Saved entries:
◆ ◆ ◆ ◆ ◆ ◆ ◆

//! Aggregated outcome of a batch operation.
//!
//! Item-level failures inside a bulk task are collected here instead of
//! aborting the batch. Counts are always exact; the detail list is capped so a
//! run over thousands of files never produces an unbounded report.

use serde::{Deserialize, Serialize};
use std::fmt;
use std::path::PathBuf;

/// Default number of detail entries kept per summary.
pub const DEFAULT_DETAIL_LIMIT: usize = 20;

#[derive(Debug, Clone, Copy, PartialEq, Eq, Serialize, Deserialize)]
#[serde(rename_all = "snake_case")]
pub enum ItemStatus {
    Failed,
    Skipped,
}

/// One recorded failure or skip.
#[derive(Debug, Clone, PartialEq, Eq, Serialize, Deserialize)]
pub struct ItemDetail {
    pub path: PathBuf,
    pub status: ItemStatus,
    pub reason: String,
}

#[derive(Debug, Clone, PartialEq, Eq, Serialize, Deserialize)]
pub struct OperationSummary {
    pub succeeded: usize,
    pub failed: usize,
    pub skipped: usize,
    pub details: Vec<ItemDetail>,
    #[serde(skip, default = "default_detail_limit")]
    detail_limit: usize,
}

fn default_detail_limit() -> usize {
    DEFAULT_DETAIL_LIMIT
}

impl Default for OperationSummary {
    fn default() -> Self {
        Self::with_detail_limit(DEFAULT_DETAIL_LIMIT)
    }
}

impl OperationSummary {
    pub fn new() -> Self {
        Self::default()
    }

    pub fn with_detail_limit(detail_limit: usize) -> Self {
        Self {
            succeeded: 0,
            failed: 0,
            skipped: 0,
            details: Vec::new(),
            detail_limit,
        }
    }

    pub fn record_success(&mut self) {
        self.succeeded += 1;
    }

    pub fn record_failure(&mut self, path: impl Into<PathBuf>, reason: impl fmt::Display) {
        self.failed += 1;
        self.push_detail(path.into(), ItemStatus::Failed, reason.to_string());
    }

    pub fn record_skip(&mut self, path: impl Into<PathBuf>, reason: impl fmt::Display) {
        self.skipped += 1;
        self.push_detail(path.into(), ItemStatus::Skipped, reason.to_string());
    }

    fn push_detail(&mut self, path: PathBuf, status: ItemStatus, reason: String) {
        if self.details.len() < self.detail_limit {
            self.details.push(ItemDetail {
                path,
                status,
                reason,
            });
        }
    }

    pub fn total(&self) -> usize {
        self.succeeded + self.failed + self.skipped
    }

    /// Number of recorded failures/skips that did not fit in `details`.
    pub fn omitted_details(&self) -> usize {
        (self.failed + self.skipped).saturating_sub(self.details.len())
    }

    pub fn is_clean(&self) -> bool {
        self.failed == 0
    }
}

impl fmt::Display for OperationSummary {
    fn fmt(&self, f: &mut fmt::Formatter<'_>) -> fmt::Result {
        write!(
            f,
            "{} succeeded, {} failed, {} skipped",
            self.succeeded, self.failed, self.skipped
        )?;
        if self.omitted_details() > 0 {
            write!(f, " ({} more not listed)", self.omitted_details())?;
        }
        Ok(())
    }
}

#[cfg(test)]
mod tests {
    use super::*;

    #[test]
    fn test_counts_stay_exact_while_details_are_capped() {
        let mut summary = OperationSummary::with_detail_limit(3);
        for i in 0..10 {
            summary.record_failure(format!("/tmp/{}.zip", i), "permission denied");
        }
        summary.record_skip("/tmp/x.zip", "already gone");
        summary.record_success();

        assert_eq!(summary.failed, 10);
        assert_eq!(summary.skipped, 1);
        assert_eq!(summary.succeeded, 1);
        assert_eq!(summary.details.len(), 3);
        assert_eq!(summary.omitted_details(), 8);
        assert_eq!(summary.total(), 12);
        assert!(!summary.is_clean());
    }

    #[test]
    fn test_display_summary() {
        let mut summary = OperationSummary::new();
        summary.record_success();
        summary.record_success();
        summary.record_skip("/a.rar", "destination exists");
        insta::assert_snapshot!(summary.to_string(), @"2 succeeded, 0 failed, 1 skipped");
    }
}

◆ ◆ ◆ ◆ ◆ ◆ ◆

* Action item *
Search the records for the word "struct". Copy every line that has it.

* Answer for this exercise *
pub struct ItemDetail {
pub struct OperationSummary {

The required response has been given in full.